Segundo “Carla”, a recuperação é feita direta no sistema. “[O cliente] Pode fazer financiamentos, empréstimos, cartões de credito, cheques e tudo mais. Seu CPF ou CNPJ fica limpo em qualquer sistema de consulta”, assegura a negociadora do golpe. “As exclusões são definitivas”, finaliza.
Alerta
A titular da Delegacia de Repressão a Crimes Informáticos (DRCI) do Departamento Estadual de Investigações Criminais (Deic), delegada Luciana Caon, destaca um monitoramento constante para combater o tipo de delito. “Ele (golpe) oferece uma vantagem, ilude a vítima de que vai retirar o nome dela de SPC, de Serasa…”, comenta.
Inquéritos sobre o golpe – que também passa a encher as caixas de e-mails de cachoeirenses neste mês – já foram abertos para apuração das denúncias pelo Estado.

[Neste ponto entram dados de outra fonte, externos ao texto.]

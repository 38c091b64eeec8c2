// Renders query specs into NRQL text
use crate::domain::query::{QuerySpec, SelectItem, Source};

/// Attribute names outside `[A-Za-z0-9_.]` need backticks.
pub fn attribute(name: &str) -> String {
    let plain = !name.is_empty()
        && name
            .chars()
            .all(|c| c.is_ascii_alphanumeric() || c == '_' || c == '.');
    if plain {
        name.to_string()
    } else {
        format!("`{}`", name.replace('`', "\\`"))
    }
}

pub fn string_literal(value: &str) -> String {
    format!("'{}'", value.replace('\\', "\\\\").replace('\'', "\\'"))
}

pub fn render(spec: &QuerySpec) -> String {
    let mut parts = Vec::with_capacity(7);

    let select: Vec<String> = spec.select.iter().map(render_select).collect();
    parts.push(format!("SELECT {}", select.join(", ")));

    match &spec.from {
        Source::Events(event_type) => parts.push(format!("FROM {}", attribute(event_type))),
        Source::Nested(inner) => parts.push(format!("FROM ({})", render(inner))),
    }

    if !spec.where_clauses.is_empty() {
        let clauses: Vec<String> = spec.where_clauses.iter().map(|c| group_clause(c)).collect();
        parts.push(format!("WHERE {}", clauses.join(" AND ")));
    }

    if !spec.facet_by.is_empty() {
        let facets: Vec<String> = spec.facet_by.iter().map(|f| attribute(f)).collect();
        parts.push(format!("FACET {}", facets.join(", ")));
    }

    if let Some(expression) = &spec.order_by {
        parts.push(format!("ORDER BY {} DESC", attribute(expression)));
    }

    parts.push(format!("LIMIT {}", spec.limit));

    if let Some(minutes) = spec.since_minutes {
        parts.push(format!("SINCE {} minutes ago", minutes));
    }

    parts.join(" ")
}

fn render_select(item: &SelectItem) -> String {
    let call = format!("{}({})", item.function.name(), attribute(&item.argument));
    let expression = if item.or_zero {
        format!("{} OR 0", call)
    } else {
        call
    };
    format!("{} AS {}", expression, string_literal(&item.alias))
}

/// Parenthesizes a disjunctive clause so it binds correctly under AND.
fn group_clause(clause: &str) -> String {
    let trimmed = clause.trim();
    if trimmed.to_ascii_uppercase().contains(" OR ") && !trimmed.starts_with('(') {
        format!("({})", trimmed)
    } else {
        trimmed.to_string()
    }
}

#[cfg(test)]
mod tests {
    use super::*;
    use crate::domain::query::AggregateFn;

    #[test]
    fn test_attribute_quoting() {
        assert_eq!(attribute("provider.clusterName"), "provider.clusterName");
        assert_eq!(attribute("aws.kafka.Topic"), "aws.kafka.Topic");
        assert_eq!(attribute("my-cluster tag"), "`my-cluster tag`");
    }

    #[test]
    fn test_string_literal_escapes_quotes() {
        assert_eq!(string_literal("o'brien"), "'o\\'brien'");
    }

    #[test]
    fn test_render_flat_query() {
        let spec = QuerySpec::from_events("AwsMskClusterSample")
            .select([SelectItem::of(AggregateFn::Latest, "provider.activeControllerCount.Sum")])
            .filter("accountId IN (1, 2)")
            .facet(["accountId".to_string(), "provider.clusterName".to_string()])
            .limit(100)
            .since_minutes(60);

        assert_eq!(
            render(&spec),
            "SELECT latest(provider.activeControllerCount.Sum) AS 'provider.activeControllerCount.Sum' \
             FROM AwsMskClusterSample WHERE accountId IN (1, 2) \
             FACET accountId, provider.clusterName LIMIT 100 SINCE 60 minutes ago"
        );
    }

    #[test]
    fn test_render_nested_query_with_zero_coercion() {
        let inner = QuerySpec::from_events("KafkaBrokerSample")
            .select([SelectItem::of(AggregateFn::Average, "broker.IOInPerSecond")])
            .facet(["clusterName".to_string(), "broker.id".to_string()]);
        let outer = QuerySpec::over(inner)
            .select([SelectItem::of(AggregateFn::Sum, "broker.IOInPerSecond").or_zero()])
            .facet(["clusterName".to_string()])
            .order_by_desc("broker.IOInPerSecond")
            .limit(10);

        assert_eq!(
            render(&outer),
            "SELECT sum(broker.IOInPerSecond) OR 0 AS 'broker.IOInPerSecond' \
             FROM (SELECT average(broker.IOInPerSecond) AS 'broker.IOInPerSecond' FROM KafkaBrokerSample \
             FACET clusterName, broker.id LIMIT 2000) \
             FACET clusterName ORDER BY broker.IOInPerSecond DESC LIMIT 10"
        );
    }

    #[test]
    fn test_disjunctions_are_grouped() {
        let spec = QuerySpec::from_events("Metric")
            .select([SelectItem::of(AggregateFn::Max, "x")])
            .filter("a = 1 OR b = 1")
            .filter("(c OR d) IN ('v')")
            .limit(1);
        assert_eq!(
            render(&spec),
            "SELECT max(x) AS 'x' FROM Metric WHERE (a = 1 OR b = 1) AND (c OR d) IN ('v') LIMIT 1"
        );
    }
}
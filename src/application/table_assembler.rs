// Table assembler - merges every provider's entities into one sorted table
use crate::domain::entity::{EntityIdentity, NormalizedEntity};
use crate::domain::provider::ProviderId;
use crate::domain::table::{AssembledTable, ProviderErrorFlag, TableRow};
use crate::error::{KafkaViewError, Result};
use std::collections::{BTreeMap, HashSet};

/// Concatenates providers in `ProviderId` order and stable-sorts by account id,
/// so rows with equal accounts keep their per-provider arrival order.
///
/// A failed provider contributes no rows and one error flag. Rows repeating an
/// identity already seen are dropped and reported; the first one wins.
pub fn assemble(results: BTreeMap<ProviderId, Result<Vec<NormalizedEntity>>>) -> AssembledTable {
    let mut entities = Vec::new();
    let mut provider_errors = Vec::new();

    for (provider_id, result) in results {
        match result {
            Ok(rows) => entities.extend(rows),
            Err(err) => {
                tracing::warn!("Provider {} contributed no rows: {}", provider_id, err);
                provider_errors.push(ProviderErrorFlag {
                    provider_id,
                    message: err.to_string(),
                });
            }
        }
    }

    let mut seen: HashSet<EntityIdentity> = HashSet::with_capacity(entities.len());
    let mut duplicates = Vec::new();
    let mut unique = Vec::with_capacity(entities.len());
    for entity in entities {
        let identity = entity.identity();
        if seen.contains(&identity) {
            let err = KafkaViewError::DuplicateEntityIdentity(identity.clone());
            tracing::warn!("{} - keeping the first row", err);
            if !duplicates.contains(&identity) {
                duplicates.push(identity);
            }
            continue;
        }
        seen.insert(identity);
        unique.push(entity);
    }

    // `sort_by_key` is stable.
    unique.sort_by_key(|e| e.account_id);

    AssembledTable {
        rows: unique.into_iter().map(TableRow::from).collect(),
        provider_errors,
        duplicates,
        generated_at: chrono::Utc::now(),
    }
}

A reportagem do OCorreio repassou as informações apuradas ao titular da 1ª Delegacia de Polícia de Cachoeira do Sul, Ricardo Milesi. O delegado é taxativo em seu alerta para a população cachoeirense. “Trata-se de estelionato. As pessoas têm que filtrar as informações que leem através de redes sociais e e-mails. Não se pode acreditar em tudo”, define.
Os serviços listados nas mensagens são SPC (Serviço de Proteção ao Crédito), Serasa (Centralização de Serviços dos Bancos), CCF (Cadastro de Emitentes de Cheques sem Fundos) e Bacen (Banco Central do Brasil), além de cartórios de protestos.
Dicas
A orientação é procurar o credor e negociar, uma vez que um acordo interessa às duas partes. A partir do primeiro pagamento, as inscrições em órgãos de proteção ao crédito devem sair em no máximo cinco dias úteis.
Se a dívida já completou cinco anos da data de vencimento, mas não foi paga, haverá a prescrição. Os órgãos de proteção ao crédito retiram automaticamente o nome do devedor de seus cadastros, caso não houver parcelas vencidas e não pagas que ainda não prescreveram.
A Lei prevê para reclusão de um ano a cinco anos para o crime de estelionato, além de multa. Já a inserção de dados falsos em sistema de informações tem previsão de dois a 12 anos de prisão, além de multa. Outra parte do esquema – invasão de dispositivo informático – também é crime previsto com detenção de três meses a um ano, além de multa.